Frankfurt Airport shuts out asylum activists

From The Guardian, July 30, 2001

30.Jul.01 - Frankfurt airport, one of the busiest in continental Europe, closed its check-in hall yesterday to anyone without a ticket in an attempt to stop human rights activists disrupting flights by protesting against the deportation of asylum seekers.

Demonstrators, who have set up a summer camp in Kelsterbach, near the airport, had planned to gather inside the building for a peaceful protest involving speeches and music.

Airport management said they had succeeded in keeping the protest outside the building by setting up ticket controls at the entrance.

The protesters' wrath was directed the German airline Lufthansa, which is given the responsibility of carrying immigrants back to their countries of origin. The airline has a contract with the German government under which it takes home nearly 10,000 rejected asylum seekers a year. All are escorted by guards and some are restrained with handcuffs and helmets during flights.

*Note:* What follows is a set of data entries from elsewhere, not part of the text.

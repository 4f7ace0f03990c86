use cynic::http::ReqwestExt;
use cynic::serde;
use reqwest::Url;
use uuid::Uuid;

pub struct Client {
    client: reqwest::Client,
    url: Url,
}

impl Client {
    pub fn new(url: Url) -> Self {
        Self {
            client: reqwest::Client::new(),
            url,
        }
    }

    pub async fn run<Op, Input>(
        &self,
        op: cynic::Operation<Op, Input>,
    ) -> cynic::GraphQlResponse<Op>
    where
        Input: serde::Serialize,
        Op: serde::de::DeserializeOwned + 'static,
    {
        self.client
            .post(self.url.clone())
            .run_graphql(op)
            .await
            .unwrap()
    }
}

#[cynic::schema("socialgraph")]
mod schema {}

cynic::impl_scalar!(Uuid, schema::UUID);

#[derive(cynic::Enum, Clone, Copy, Debug, PartialEq, Eq)]
pub enum MemberTypeId {
    Basic,
    Business,
}

#[derive(cynic::QueryFragment, Debug)]
#[cynic(graphql_type = "Query")]
pub struct UsersWithPosts {
    pub users: Vec<UserWithPosts>,
}

#[derive(cynic::QueryFragment, Debug)]
#[cynic(graphql_type = "User")]
pub struct UserWithPosts {
    pub id: Uuid,
    pub name: String,
    pub posts: Vec<Post>,
}

#[derive(cynic::QueryFragment, Debug)]
pub struct Post {
    pub id: Uuid,
    pub title: String,
}

#[derive(cynic::QueryVariables, Debug)]
pub struct UserVariables {
    pub id: Uuid,
}

#[derive(cynic::QueryFragment, Debug)]
#[cynic(graphql_type = "Query", variables = "UserVariables")]
pub struct UserById {
    #[arguments(id: $id)]
    pub user: Option<UserWithProfile>,
}

#[derive(cynic::QueryFragment, Debug)]
#[cynic(graphql_type = "User")]
pub struct UserWithProfile {
    pub id: Uuid,
    pub name: String,
    pub profile: Option<Profile>,
    pub user_subscribed_to: Vec<UserName>,
    pub subscribed_to_user: Vec<UserName>,
}

#[derive(cynic::QueryFragment, Debug)]
#[cynic(graphql_type = "User")]
pub struct UserName {
    pub name: String,
}

#[derive(cynic::QueryFragment, Debug)]
pub struct Profile {
    pub year_of_birth: i32,
    pub member_type: Option<MemberType>,
}

#[derive(cynic::QueryFragment, Debug)]
pub struct MemberType {
    pub id: MemberTypeId,
    pub posts_limit_per_month: i32,
}

#[derive(cynic::InputObject, Debug)]
pub struct CreateUserInput {
    pub name: String,
    pub balance: f64,
}

#[derive(cynic::QueryVariables, Debug)]
pub struct CreateUserVariables {
    pub dto: CreateUserInput,
}

#[derive(cynic::QueryFragment, Debug)]
#[cynic(graphql_type = "Mutation", variables = "CreateUserVariables")]
pub struct CreateUser {
    #[arguments(dto: $dto)]
    pub create_user: UserName,
}

#[derive(cynic::QueryVariables, Debug)]
pub struct SubscribeVariables {
    pub user_id: Uuid,
    pub author_id: Uuid,
}

#[derive(cynic::QueryFragment, Debug)]
#[cynic(graphql_type = "Mutation", variables = "SubscribeVariables")]
pub struct SubscribeTo {
    #[arguments(userId: $user_id, authorId: $author_id)]
    pub subscribe_to: bool,
}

Criticism of the practice has intensified since the deaths of several immigrants, including Aamir Ageeb, a Sudanese man who suffocated while being escorted by three police officers on a Lufthansa flight from Frankfurt to Cairo in May 1999.

Der Spiegel magazine reports today that Mr Ageeb suffocated as a result of the force with which he was pinned down by police officers during take-off, according to an expert's report. The death had previously been blamed on a special helmet meant to protect his head and to prevent him from biting guards.

Lufthansa claimed it was merely carrying out its job, and had nothing to do with Germany's asylum policy. The company stressed that it is increasingly turning down immigrants who are bound, wearing helmets, or who attempt to resist deportation.

Around 1,000 people gathered at the weekend at the protest camp organised by the human rights group No Person is Illegal. It held a rally on Saturday in Frankfurt, which included a demonstration outside the Italian consulate in protest at police brutality at the G8 meeting in Genoa.

The Belgian national airline, Sabena, put an end to transporting deportees against their will following the death of a Nigerian on one of its flights three years ago. Swissair will no longer fly rejected asylum seekers wearing handcuffs after a Palestinian died last year.

And Austria's interior ministry outlawed the practice of binding the mouths of deportees after a Nigerian suffocated on a flight out of Vienna in the late 1990s.